Turbopuffer: Fast search on object storage

(turbopuffer.com)

379 points Sirupsen | 1 comments | 09 Jul 24 14:48 UTC | HN request time: 0.213s | source

Show context

eknkc ◴[09 Jul 24 21:29 UTC] No.40921379[source]▶

Is there a good general purpose solution where I can store a large read only database in s3 or something and do lookups directly on it?

Duckdb can open parquet files over http and query them but I found it to trigger a lot of small requests reading bunch of places from the files.
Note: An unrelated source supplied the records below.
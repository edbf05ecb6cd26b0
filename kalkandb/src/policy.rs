//! Per-field protection policy and its resolution.
//!
//! A field can be marked confidential from two places: a declarative
//! annotation carried on the field descriptor itself, or a fluent
//! registration made while building the schema. Resolution takes both
//! sources as explicit arguments and merges them with a documented rule,
//! once per field at schema-build time.

/// Declarative protection marker for a field.
///
/// The same shape is used for fluent registrations; presence of either
/// source marks the field as encrypted.
///
/// # Example
///
/// ```
/// use kalkandb::policy::EncryptAnnotation;
///
/// // Encrypted, equality-queryable, unique shadow index
/// let ssn = EncryptAnnotation::new(true, true);
///
/// // Encrypted only, never queried
/// let photo = EncryptAnnotation::new(false, false);
/// ```
#[derive(Debug, Clone, Copy, PartialEq, Eq)]
pub struct EncryptAnnotation {
    queryable: bool,
    unique_index: bool,
}

impl EncryptAnnotation {
    /// Creates an annotation marking a field as encrypted.
    ///
    /// # Arguments
    ///
    /// * `queryable` - Whether equality lookup through the shadow index is
    ///   supported
    /// * `unique_index` - Whether the shadow index enforces uniqueness
    #[must_use]
    pub const fn new(queryable: bool, unique_index: bool) -> Self {
        Self { queryable, unique_index }
    }

    /// Creates an annotation for a queryable field with a unique shadow
    /// index, the common case for identifiers like SSNs and emails.
    #[must_use]
    pub const fn queryable() -> Self {
        Self::new(true, true)
    }

    /// Returns whether the annotation marks the field queryable.
    #[must_use]
    pub const fn is_queryable(self) -> bool {
        self.queryable
    }

    /// Returns whether the annotation requests a unique shadow index.
    #[must_use]
    pub const fn is_unique_index(self) -> bool {
        self.unique_index
    }
}

/// Resolved protection policy for a single field.
///
/// Resolved once at schema build and cached for the schema's lifetime.
/// Invariant: `supports_querying` implies `supports_encryption`.
#[derive(Debug, Clone, Copy, PartialEq, Eq)]
pub struct FieldPolicy {
    /// The field is stored only in encrypted form.
    pub supports_encryption: bool,
    /// Equality lookup through the shadow index is supported.
    pub supports_querying: bool,
    /// The shadow index enforces uniqueness.
    pub requires_unique_index: bool,
}

impl FieldPolicy {
    /// Policy of an unprotected field.
    #[must_use]
    pub const fn unprotected() -> Self {
        Self { supports_encryption: false, supports_querying: false, requires_unique_index: false }
    }
}

/// Resolves a field's protection policy from its two possible sources.
///
/// A pure function of the schema's static metadata:
/// - `supports_encryption` is true if either source is present
/// - `supports_querying` and `requires_unique_index` are the OR of the two
///   sources
///
/// `supports_querying ⇒ supports_encryption` holds by construction, since a
/// querying flag can only come from a present source.
#[must_use]
pub fn resolve_policy(
    declarative: Option<&EncryptAnnotation>,
    fluent: Option<&EncryptAnnotation>,
) -> FieldPolicy {
    let supports_encryption = declarative.is_some() || fluent.is_some();

    let supports_querying = declarative.is_some_and(|a| a.is_queryable())
        || fluent.is_some_and(|a| a.is_queryable());

    let requires_unique_index = declarative.is_some_and(|a| a.is_unique_index())
        || fluent.is_some_and(|a| a.is_unique_index());

    FieldPolicy { supports_encryption, supports_querying, requires_unique_index }
}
I mean a lot.

I mostly need key / value lookups and could potentially store each key in a seperate object in s3 but for a couple hundred million objects.. It would be a lot more managable to have a single file and maybe a cacheable index.

replies(5): >>40922137 #>>40922166 #>>40922842 #>>40923712 #>>40927099 #

tionis ◴[10 Jul 24 01:02 UTC] No.40922842[source]▶

>>40921379 #

You could use a sqlite database and use range queries using something like this: https://github.com/psanford/sqlite3vfshttp https://github.com/phiresky/sql.js-httpvfs

Simon Willison wrote about it: https://simonwillison.net/2022/Aug/10/sqlite-http/

replies(2): >>40924060 #>>40924633 #

1. arcanemachiner ◴[10 Jul 24 05:50 UTC] No.40924060[source]▶

>>40922842 #

That whole thing still blows my mind.

↑